Album Of The Week // 23–27 November

The Diabolical Liberties released their debut album High Protection & The Sportswear Mystics on 13 November 2020 via the boundary breaking On The Corner Records label, a bastion of oddball jazz and electronics from the worldwide underground.

Comprising Rob Gallagher (vocals, guitar, bass) and Alex Patchwork (head of square-pushing), the duo’s debut longplayer is a rough, unpolished gem of a record that falls clumsily through the gaps between post-punk, electronica and jazz. Lead single ‘Sliders’ embodies this identity crisis, simultaneously honouring and deriding the ubiquity of said footwear over resonant breakbeats, plonking cowbell and the screeching horn of Ignacio Salvadores (King Krule, Gal Go).

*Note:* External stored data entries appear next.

//! Unified error and warning types for the domain layer
//!
//! Errors abort a derivation: the engine never hands back a half-filled sheet.
//! Warnings are non-fatal notes about values that were tolerated and normalized
//! (clamped) because sheets are user-edited free-form data.

use std::fmt;

use serde::{Deserialize, Serialize};
use thiserror::Error;

use crate::value_objects::WeaponSlot;

/// Unified error type for domain operations
#[derive(Debug, Error, Clone, PartialEq)]
pub enum DomainError {
    /// The sheet does not have the required shape (missing field, unknown key,
    /// wrong type, negative counter)
    #[error("Structural error: {0}")]
    Structural(String),

    /// Parse error (for value objects)
    #[error("Parse error: {0}")]
    Parse(String),
}

impl DomainError {
    /// Creates a structural error for sheets that cannot be read as a
    /// `RawCharacterSheet`.
    ///
    /// Required numeric fields are never substituted with silent zeros; use this
    /// instead.
    pub fn structural(msg: impl Into<String>) -> Self {
        Self::Structural(msg.into())
    }

    /// Creates a parse error for string-to-type conversion failures.
    ///
    /// # Example
    /// ```ignore
    /// impl FromStr for FormulaRevision {
    ///     type Err = DomainError;
    ///     fn from_str(s: &str) -> Result<Self, Self::Err> {
    ///         match s {
    ///             "current" => Ok(Self::Current),
    ///             _ => Err(DomainError::parse(format!("Unknown formula revision: {}", s))),
    ///         }
    ///     }
    /// }
    /// ```
    pub fn parse(msg: impl Into<String>) -> Self {
        Self::Parse(msg.into())
    }
}

impl From<serde_json::Error> for DomainError {
    fn from(err: serde_json::Error) -> Self {
        Self::structural(err.to_string())
    }
}

/// A value outside its expected range that was tolerated rather than rejected.
#[derive(Debug, Clone, PartialEq, Serialize, Deserialize)]
#[serde(tag = "kind", rename_all = "camelCase")]
pub enum DomainWarning {
    /// A weapon percentage was outside [0, 100] and has been clamped
    #[serde(rename_all = "camelCase")]
    WeaponPercentageClamped {
        slot: WeaponSlot,
        original: f64,
        clamped: f64,
    },
    /// Armor vitality went below zero
    #[serde(rename_all = "camelCase")]
    NegativeArmorVitality { vitality_current: f64 },
    /// Armor has more current vitality than its total
    #[serde(rename_all = "camelCase")]
    ArmorVitalityAboveTotal {
        vitality_current: f64,
        vitality_total: f64,
    },
    /// The stored XP threshold disagrees with the recomputed one
    #[serde(rename_all = "camelCase")]
    StaleNextLevelXp { stored: u64, expected: u64 },
}

impl fmt::Display for DomainWarning {
    fn fmt(&self, f: &mut fmt::Formatter<'_>) -> fmt::Result {
        match self {
            Self::WeaponPercentageClamped {
                slot,
                original,
                clamped,
            } => write!(f, "{slot} percentage {original} clamped to {clamped}"),
            Self::NegativeArmorVitality { vitality_current } => {
                write!(f, "armor vitality is negative ({vitality_current})")
            }
            Self::ArmorVitalityAboveTotal {
                vitality_current,
                vitality_total,
            } => write!(
                f,
                "armor vitality {vitality_current} exceeds its total {vitality_total}"
            ),
            Self::StaleNextLevelXp { stored, expected } => {
                write!(f, "stored nextLevelXp {stored} is stale, expected {expected}")
            }
        }
    }
}
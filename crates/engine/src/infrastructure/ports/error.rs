//! Error types for port operations.

/// Sheet loading errors with context for debugging.
#[derive(Debug, thiserror::Error)]
pub enum RepoError {
    /// Sheet not found - includes the reference that was asked for.
    #[error("Sheet not found: {0}")]
    NotFound(String),

    /// Reading from the backing store failed.
    #[error("I/O error reading {reference}: {message}")]
    Io { reference: String, message: String },

    /// The stored bytes are not JSON.
    #[error("Serialization error: {0}")]
    Serialization(String),
}

impl RepoError {
    pub fn not_found(reference: impl ToString) -> Self {
        Self::NotFound(reference.to_string())
    }

    pub fn io(reference: impl ToString, error: impl std::fmt::Display) -> Self {
        Self::Io {
            reference: reference.to_string(),
            message: error.to_string(),
        }
    }
}

impl From<serde_json::Error> for RepoError {
    fn from(err: serde_json::Error) -> Self {
        Self::Serialization(err.to_string())
    }
}
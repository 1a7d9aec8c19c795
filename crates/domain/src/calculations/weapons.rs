//! Weapon accuracy.

use serde::Serialize;

use crate::error::DomainWarning;
use crate::value_objects::{Weapon, WeaponSlot, Weapons, MAX_WEAPON_PERCENTAGE};

/// `min(100, basePercentage + level)`.
pub fn compute_weapon_accuracy(base_percentage: f64, level: u32) -> f64 {
    (base_percentage + f64::from(level)).min(MAX_WEAPON_PERCENTAGE)
}

/// A weapon with its level-adjusted accuracy. Sheet fields pass through as-is.
#[derive(Debug, Clone, PartialEq, Serialize)]
#[serde(rename_all = "camelCase")]
pub struct CalculatedWeapon {
    #[serde(flatten)]
    pub weapon: Weapon,
    pub calculated_percentage: f64,
}

#[derive(Debug, Clone, PartialEq, Serialize)]
#[serde(rename_all = "camelCase")]
pub struct CalculatedWeapons {
    pub weapon1: CalculatedWeapon,
    pub weapon2: CalculatedWeapon,
    pub weapon3: CalculatedWeapon,
}

impl CalculatedWeapons {
    pub fn get(&self, slot: WeaponSlot) -> &CalculatedWeapon {
        match slot {
            WeaponSlot::Weapon1 => &self.weapon1,
            WeaponSlot::Weapon2 => &self.weapon2,
            WeaponSlot::Weapon3 => &self.weapon3,
        }
    }
}

/// Calculate every slot. Out-of-range base percentages are clamped first and
/// reported in `warnings`.
pub fn compute_weapons(
    weapons: &Weapons,
    level: u32,
    warnings: &mut Vec<DomainWarning>,
) -> CalculatedWeapons {
    let mut calculate = |slot: WeaponSlot| {
        let weapon = weapons.get(slot);
        let (base, clamped) = weapon.clamped_percentage();
        if clamped {
            warnings.push(DomainWarning::WeaponPercentageClamped {
                slot,
                original: weapon.percentage,
                clamped: base,
            });
        }
        CalculatedWeapon {
            weapon: weapon.clone(),
            calculated_percentage: compute_weapon_accuracy(base, level),
        }
    };

    CalculatedWeapons {
        weapon1: calculate(WeaponSlot::Weapon1),
        weapon2: calculate(WeaponSlot::Weapon2),
        weapon3: calculate(WeaponSlot::Weapon3),
    }
}
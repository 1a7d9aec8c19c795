//! Armor condition classifier.

use serde::Serialize;

use super::round_half_up;
use crate::error::DomainWarning;
use crate::value_objects::{Armor, ArmorStatus, DAMAGED_FRACTION};

#[derive(Debug, Clone, Copy, PartialEq, Eq, Serialize)]
#[serde(rename_all = "camelCase")]
pub struct ArmorCondition {
    pub durability_percentage: i64,
    pub status: ArmorStatus,
}

/// Classify armor from its vitality.
///
/// Defined for every input, including negative `current` and `current` above
/// `total`. A zero total yields 0% durability rather than an error.
pub fn classify_armor(vitality_total: f64, vitality_current: f64) -> ArmorCondition {
    let durability_percentage = if vitality_total > 0.0 {
        round_half_up(vitality_current / vitality_total * 100.0)
    } else {
        0
    };

    let status = if vitality_current <= 0.0 {
        ArmorStatus::Broken
    } else if vitality_current < vitality_total * DAMAGED_FRACTION {
        ArmorStatus::Damaged
    } else {
        ArmorStatus::Good
    };

    ArmorCondition {
        durability_percentage,
        status,
    }
}

/// Armor with its condition. Sheet fields pass through as-is.
#[derive(Debug, Clone, PartialEq, Serialize)]
#[serde(rename_all = "camelCase")]
pub struct CalculatedArmor {
    #[serde(flatten)]
    pub armor: Armor,
    #[serde(flatten)]
    pub condition: ArmorCondition,
}

pub fn compute_armor(armor: &Armor, warnings: &mut Vec<DomainWarning>) -> CalculatedArmor {
    if armor.vitality_current < 0.0 {
        warnings.push(DomainWarning::NegativeArmorVitality {
            vitality_current: armor.vitality_current,
        });
    } else if armor.vitality_current > armor.vitality_total {
        warnings.push(DomainWarning::ArmorVitalityAboveTotal {
            vitality_current: armor.vitality_current,
            vitality_total: armor.vitality_total,
        });
    }

    CalculatedArmor {
        armor: armor.clone(),
        condition: classify_armor(armor.vitality_total, armor.vitality_current),
    }
}
//! Character sheet operation errors.

use crate::infrastructure::ports::RepoError;
use rpgsheet_domain::DomainError;

/// Errors that can occur during character sheet operations.
#[derive(Debug, thiserror::Error)]
pub enum CharacterSheetError {
    #[error("Domain error: {0}")]
    Domain(#[from] DomainError),

    #[error("Repository error: {0}")]
    Repo(#[from] RepoError),
}
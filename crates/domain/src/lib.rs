//! RPG Sheet Domain - character sheets and the stat derivation engine.
//!
//! The crate is pure: no I/O, no global configuration, no caching. Callers
//! hand in a raw sheet (and a formula revision) and get a calculated sheet back.

pub mod calculations;
pub mod character_sheet;
pub mod error;
pub mod value_objects;

pub use error::{DomainError, DomainWarning};

// Re-export the derivation engine
pub use calculations::{
    classify_armor, compute_attribute_totals, compute_berkana, compute_progression,
    compute_vitality, compute_weapon_accuracy, level_bonus, next_bonus_at_level, round_half_up,
    xp_for_level, ArmorCondition, AttributeTotals, BerkanaCalculation, CalculatedArmor,
    CalculatedCharacterSheet, CalculatedValues, CalculatedWeapon, CalculatedWeapons,
    Progression, SheetCalculator, VitalityCalculation, VitalityLevels, VitalityTier,
};

// Re-export character sheet types
pub use character_sheet::{BasicInfo, BerkanaBase, PreparedSheet, RawCharacterSheet, VitalityBase};

// Re-export value objects
pub use value_objects::{
    Armor, ArmorStatus, AttributeName, AttributeSet, AttributeSets, FormulaRevision,
    ProgressionPolicy, VitalityPolicy, Weapon, WeaponSlot, Weapons,
};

Elsewhere, the brilliant Emma-Jean Thackray sprinkles ‘High Protection’ with cosmic dust. ‘Fix My Battery’ documents a trip to the phone repair shop over a guiro and bell-heavy groove, including sounds made from whacking varying lengths of plastic drainpipe. ‘Then We Were Money’ explores the same spaceways as Brooklyn’s Standing On The Corner collective — fusing blues and boom-bap. All produced and recorded in a shed, on train, trains, tubes and occasionally Caffè Nero in Cheam when it was quieter than home.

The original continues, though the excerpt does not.